#### Data provided
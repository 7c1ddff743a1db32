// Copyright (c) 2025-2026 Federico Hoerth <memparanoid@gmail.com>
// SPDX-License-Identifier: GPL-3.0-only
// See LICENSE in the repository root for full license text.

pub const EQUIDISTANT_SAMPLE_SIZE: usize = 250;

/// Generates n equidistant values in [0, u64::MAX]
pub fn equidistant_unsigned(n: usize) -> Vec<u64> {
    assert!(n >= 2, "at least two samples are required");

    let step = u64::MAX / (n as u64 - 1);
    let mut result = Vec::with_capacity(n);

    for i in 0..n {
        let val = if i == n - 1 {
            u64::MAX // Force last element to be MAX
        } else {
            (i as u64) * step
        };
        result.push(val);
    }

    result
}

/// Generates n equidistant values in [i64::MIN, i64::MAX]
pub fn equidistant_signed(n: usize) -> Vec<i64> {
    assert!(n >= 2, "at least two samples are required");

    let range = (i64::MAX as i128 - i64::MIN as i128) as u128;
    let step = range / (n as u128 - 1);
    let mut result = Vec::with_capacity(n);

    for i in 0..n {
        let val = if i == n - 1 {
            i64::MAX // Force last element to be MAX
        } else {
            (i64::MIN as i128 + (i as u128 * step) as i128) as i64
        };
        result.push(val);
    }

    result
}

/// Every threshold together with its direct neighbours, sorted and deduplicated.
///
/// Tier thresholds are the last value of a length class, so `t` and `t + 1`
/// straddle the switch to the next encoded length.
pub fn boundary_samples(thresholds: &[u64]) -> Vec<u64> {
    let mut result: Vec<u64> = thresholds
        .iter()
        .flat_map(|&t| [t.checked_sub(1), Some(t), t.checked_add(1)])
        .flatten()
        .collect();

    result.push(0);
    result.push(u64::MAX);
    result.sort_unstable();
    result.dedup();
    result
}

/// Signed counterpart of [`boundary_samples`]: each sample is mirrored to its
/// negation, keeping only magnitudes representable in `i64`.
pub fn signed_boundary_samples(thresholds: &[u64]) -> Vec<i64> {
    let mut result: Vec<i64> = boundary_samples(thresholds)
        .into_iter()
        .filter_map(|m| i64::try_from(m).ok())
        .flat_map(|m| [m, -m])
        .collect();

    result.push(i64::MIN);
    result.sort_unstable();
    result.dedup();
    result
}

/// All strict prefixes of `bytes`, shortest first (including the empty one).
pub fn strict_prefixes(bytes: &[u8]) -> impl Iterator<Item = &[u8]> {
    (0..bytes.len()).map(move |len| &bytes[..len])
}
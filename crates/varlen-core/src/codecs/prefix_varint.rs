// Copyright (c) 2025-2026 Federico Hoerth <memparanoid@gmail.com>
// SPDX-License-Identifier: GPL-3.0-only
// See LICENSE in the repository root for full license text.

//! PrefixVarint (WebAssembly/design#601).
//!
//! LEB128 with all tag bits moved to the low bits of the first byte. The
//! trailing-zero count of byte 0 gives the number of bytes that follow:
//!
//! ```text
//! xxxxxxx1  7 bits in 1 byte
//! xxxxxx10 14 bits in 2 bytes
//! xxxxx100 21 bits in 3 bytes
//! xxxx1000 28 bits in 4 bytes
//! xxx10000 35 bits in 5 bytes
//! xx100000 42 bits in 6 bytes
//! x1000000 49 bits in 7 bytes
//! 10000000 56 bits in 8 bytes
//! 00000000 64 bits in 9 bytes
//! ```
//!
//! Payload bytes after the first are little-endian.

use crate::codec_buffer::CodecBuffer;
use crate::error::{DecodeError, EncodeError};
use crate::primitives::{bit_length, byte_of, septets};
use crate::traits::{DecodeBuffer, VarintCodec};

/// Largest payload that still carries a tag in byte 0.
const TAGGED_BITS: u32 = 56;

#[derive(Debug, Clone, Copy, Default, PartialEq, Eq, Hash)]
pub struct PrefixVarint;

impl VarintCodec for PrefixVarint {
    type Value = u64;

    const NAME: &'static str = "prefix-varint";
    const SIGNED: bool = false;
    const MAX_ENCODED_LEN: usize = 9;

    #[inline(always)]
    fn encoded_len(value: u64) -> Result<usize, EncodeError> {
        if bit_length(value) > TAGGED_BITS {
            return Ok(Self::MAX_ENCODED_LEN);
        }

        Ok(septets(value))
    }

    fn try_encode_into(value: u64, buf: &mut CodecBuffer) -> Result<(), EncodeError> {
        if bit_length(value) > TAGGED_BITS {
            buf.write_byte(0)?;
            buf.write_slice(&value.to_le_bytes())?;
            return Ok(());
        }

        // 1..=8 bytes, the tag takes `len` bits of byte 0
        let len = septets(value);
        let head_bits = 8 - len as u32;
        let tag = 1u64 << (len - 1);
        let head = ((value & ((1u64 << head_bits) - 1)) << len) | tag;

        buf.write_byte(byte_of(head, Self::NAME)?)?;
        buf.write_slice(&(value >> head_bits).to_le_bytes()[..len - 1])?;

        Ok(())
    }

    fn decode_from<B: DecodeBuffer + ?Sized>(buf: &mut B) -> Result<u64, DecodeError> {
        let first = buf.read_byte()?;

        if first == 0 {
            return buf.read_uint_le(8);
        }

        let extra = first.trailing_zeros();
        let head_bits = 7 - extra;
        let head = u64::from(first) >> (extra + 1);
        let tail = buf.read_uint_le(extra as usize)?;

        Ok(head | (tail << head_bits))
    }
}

#### Task details
The response must contain exactly the lines from the one with "const SIGNED: bool = false;" through the last line of the material above, both ends included, and no others.

#### Solution below
    const SIGNED: bool = false;
    const MAX_ENCODED_LEN: usize = 9;

    #[inline(always)]
    fn encoded_len(value: u64) -> Result<usize, EncodeError> {
        if bit_length(value) > TAGGED_BITS {
            return Ok(Self::MAX_ENCODED_LEN);
        }

        Ok(septets(value))
    }

    fn try_encode_into(value: u64, buf: &mut CodecBuffer) -> Result<(), EncodeError> {
        if bit_length(value) > TAGGED_BITS {
            buf.write_byte(0)?;
            buf.write_slice(&value.to_le_bytes())?;
            return Ok(());
        }

        // 1..=8 bytes, the tag takes `len` bits of byte 0
        let len = septets(value);
        let head_bits = 8 - len as u32;
        let tag = 1u64 << (len - 1);
        let head = ((value & ((1u64 << head_bits) - 1)) << len) | tag;

        buf.write_byte(byte_of(head, Self::NAME)?)?;
        buf.write_slice(&(value >> head_bits).to_le_bytes()[..len - 1])?;

        Ok(())
    }

    fn decode_from<B: DecodeBuffer + ?Sized>(buf: &mut B) -> Result<u64, DecodeError> {
        let first = buf.read_byte()?;

        if first == 0 {
            return buf.read_uint_le(8);
        }

        let extra = first.trailing_zeros();
        let head_bits = 7 - extra;
        let head = u64::from(first) >> (extra + 1);
        let tail = buf.read_uint_le(extra as usize)?;

        Ok(head | (tail << head_bits))
    }
}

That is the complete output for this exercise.